* PROBLEM *
State how many lines in the records below include the word "short". Give nothing but that number.

****************

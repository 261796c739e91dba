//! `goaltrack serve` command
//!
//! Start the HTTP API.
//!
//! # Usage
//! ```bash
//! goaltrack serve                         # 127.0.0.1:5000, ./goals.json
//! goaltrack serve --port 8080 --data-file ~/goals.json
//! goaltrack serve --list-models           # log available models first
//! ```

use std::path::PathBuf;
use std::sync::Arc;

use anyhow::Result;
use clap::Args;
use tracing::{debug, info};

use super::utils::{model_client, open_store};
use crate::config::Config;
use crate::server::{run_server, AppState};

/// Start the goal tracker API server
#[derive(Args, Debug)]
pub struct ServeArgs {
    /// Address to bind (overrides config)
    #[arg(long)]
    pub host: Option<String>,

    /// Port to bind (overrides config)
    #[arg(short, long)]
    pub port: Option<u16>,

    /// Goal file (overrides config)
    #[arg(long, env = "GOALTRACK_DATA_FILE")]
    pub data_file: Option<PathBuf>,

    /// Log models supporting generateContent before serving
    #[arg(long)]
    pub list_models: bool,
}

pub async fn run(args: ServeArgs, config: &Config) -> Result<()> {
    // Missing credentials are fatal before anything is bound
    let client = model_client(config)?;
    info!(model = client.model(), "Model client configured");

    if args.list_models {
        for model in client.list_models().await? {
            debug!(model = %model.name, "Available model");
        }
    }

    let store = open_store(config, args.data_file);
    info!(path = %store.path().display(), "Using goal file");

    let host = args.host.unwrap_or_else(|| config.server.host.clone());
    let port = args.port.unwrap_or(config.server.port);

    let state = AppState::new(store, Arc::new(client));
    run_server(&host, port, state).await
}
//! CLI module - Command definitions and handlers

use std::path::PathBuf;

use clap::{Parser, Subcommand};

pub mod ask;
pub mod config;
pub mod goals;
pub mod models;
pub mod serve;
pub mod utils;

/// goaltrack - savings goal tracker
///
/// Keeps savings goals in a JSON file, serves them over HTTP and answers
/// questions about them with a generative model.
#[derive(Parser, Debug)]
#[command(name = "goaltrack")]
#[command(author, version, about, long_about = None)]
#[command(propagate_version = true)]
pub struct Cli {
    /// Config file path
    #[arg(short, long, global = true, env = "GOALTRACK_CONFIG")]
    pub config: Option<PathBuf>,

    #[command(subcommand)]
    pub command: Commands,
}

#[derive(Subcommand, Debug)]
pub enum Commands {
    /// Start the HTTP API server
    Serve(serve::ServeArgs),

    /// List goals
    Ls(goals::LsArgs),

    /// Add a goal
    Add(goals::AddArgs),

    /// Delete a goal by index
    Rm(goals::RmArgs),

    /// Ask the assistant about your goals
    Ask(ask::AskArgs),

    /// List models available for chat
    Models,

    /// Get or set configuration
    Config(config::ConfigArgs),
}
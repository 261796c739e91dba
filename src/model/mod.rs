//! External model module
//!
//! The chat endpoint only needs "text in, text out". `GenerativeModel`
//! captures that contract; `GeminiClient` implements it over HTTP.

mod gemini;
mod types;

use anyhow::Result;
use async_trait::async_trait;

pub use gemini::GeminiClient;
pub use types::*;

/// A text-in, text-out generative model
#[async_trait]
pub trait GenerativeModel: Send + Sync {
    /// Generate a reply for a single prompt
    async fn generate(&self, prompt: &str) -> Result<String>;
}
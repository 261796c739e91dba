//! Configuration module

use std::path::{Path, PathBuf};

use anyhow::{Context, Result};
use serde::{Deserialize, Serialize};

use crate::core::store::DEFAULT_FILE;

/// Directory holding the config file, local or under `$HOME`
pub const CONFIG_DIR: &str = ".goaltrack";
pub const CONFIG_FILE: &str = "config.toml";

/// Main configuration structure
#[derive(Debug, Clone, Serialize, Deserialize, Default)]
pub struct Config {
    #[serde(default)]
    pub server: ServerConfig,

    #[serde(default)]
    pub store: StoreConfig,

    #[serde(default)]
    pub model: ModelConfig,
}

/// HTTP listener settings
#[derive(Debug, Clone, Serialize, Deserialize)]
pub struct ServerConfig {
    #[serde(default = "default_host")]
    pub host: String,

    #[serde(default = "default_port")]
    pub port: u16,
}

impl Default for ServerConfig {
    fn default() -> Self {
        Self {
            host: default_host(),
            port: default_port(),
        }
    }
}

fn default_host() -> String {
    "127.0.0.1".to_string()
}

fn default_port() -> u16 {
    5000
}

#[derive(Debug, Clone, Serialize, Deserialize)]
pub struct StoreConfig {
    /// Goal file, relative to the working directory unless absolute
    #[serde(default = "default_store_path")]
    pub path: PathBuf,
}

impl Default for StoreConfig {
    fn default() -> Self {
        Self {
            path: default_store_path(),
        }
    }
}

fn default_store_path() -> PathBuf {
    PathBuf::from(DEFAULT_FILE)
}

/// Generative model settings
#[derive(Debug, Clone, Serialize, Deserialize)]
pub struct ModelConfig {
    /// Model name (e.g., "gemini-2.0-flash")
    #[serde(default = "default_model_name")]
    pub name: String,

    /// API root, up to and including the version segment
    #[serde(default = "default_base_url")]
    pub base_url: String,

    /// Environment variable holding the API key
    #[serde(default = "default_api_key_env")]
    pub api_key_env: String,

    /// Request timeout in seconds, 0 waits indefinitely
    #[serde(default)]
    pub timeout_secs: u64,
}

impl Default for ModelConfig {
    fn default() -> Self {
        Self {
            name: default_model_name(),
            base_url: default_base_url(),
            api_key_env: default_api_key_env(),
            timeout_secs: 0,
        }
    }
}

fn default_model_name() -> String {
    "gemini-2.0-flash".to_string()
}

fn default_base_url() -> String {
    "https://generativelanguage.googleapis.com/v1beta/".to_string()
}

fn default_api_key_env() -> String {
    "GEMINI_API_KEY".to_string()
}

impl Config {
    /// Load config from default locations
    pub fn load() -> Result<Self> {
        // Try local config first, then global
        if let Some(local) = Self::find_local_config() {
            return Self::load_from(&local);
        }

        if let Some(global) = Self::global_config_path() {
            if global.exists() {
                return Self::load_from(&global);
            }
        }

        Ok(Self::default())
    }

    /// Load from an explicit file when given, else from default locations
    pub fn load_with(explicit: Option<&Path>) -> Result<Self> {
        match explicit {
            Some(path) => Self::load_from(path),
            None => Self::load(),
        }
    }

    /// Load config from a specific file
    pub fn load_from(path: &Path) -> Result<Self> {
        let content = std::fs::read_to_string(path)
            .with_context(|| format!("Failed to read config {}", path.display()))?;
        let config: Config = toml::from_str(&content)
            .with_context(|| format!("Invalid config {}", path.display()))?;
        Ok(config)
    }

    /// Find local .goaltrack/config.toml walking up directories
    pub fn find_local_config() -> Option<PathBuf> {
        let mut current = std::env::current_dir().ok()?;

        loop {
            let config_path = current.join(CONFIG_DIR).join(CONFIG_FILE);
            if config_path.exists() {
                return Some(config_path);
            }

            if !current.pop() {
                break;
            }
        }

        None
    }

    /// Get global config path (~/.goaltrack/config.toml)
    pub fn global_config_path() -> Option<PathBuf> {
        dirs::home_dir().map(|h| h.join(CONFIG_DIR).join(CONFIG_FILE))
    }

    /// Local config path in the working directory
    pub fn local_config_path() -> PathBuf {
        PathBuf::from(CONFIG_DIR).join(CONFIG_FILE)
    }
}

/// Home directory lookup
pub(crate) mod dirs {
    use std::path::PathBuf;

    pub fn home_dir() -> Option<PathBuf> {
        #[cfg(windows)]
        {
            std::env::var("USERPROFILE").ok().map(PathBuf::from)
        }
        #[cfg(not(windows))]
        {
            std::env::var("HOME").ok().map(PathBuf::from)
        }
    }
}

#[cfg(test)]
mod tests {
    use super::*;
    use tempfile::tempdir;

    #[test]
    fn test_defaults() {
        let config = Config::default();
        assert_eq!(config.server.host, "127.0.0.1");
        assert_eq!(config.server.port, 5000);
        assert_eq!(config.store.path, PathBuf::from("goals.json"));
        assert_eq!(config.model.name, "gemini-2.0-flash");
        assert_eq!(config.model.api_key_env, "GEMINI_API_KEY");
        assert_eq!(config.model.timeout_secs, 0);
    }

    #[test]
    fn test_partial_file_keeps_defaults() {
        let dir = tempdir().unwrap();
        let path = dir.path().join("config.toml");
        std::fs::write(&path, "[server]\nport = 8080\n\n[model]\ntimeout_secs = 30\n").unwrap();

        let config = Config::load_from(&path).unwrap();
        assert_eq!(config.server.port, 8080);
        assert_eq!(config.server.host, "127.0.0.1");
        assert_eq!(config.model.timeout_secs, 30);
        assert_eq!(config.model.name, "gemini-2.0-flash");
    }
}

****************

* TASK SOLUTION *
2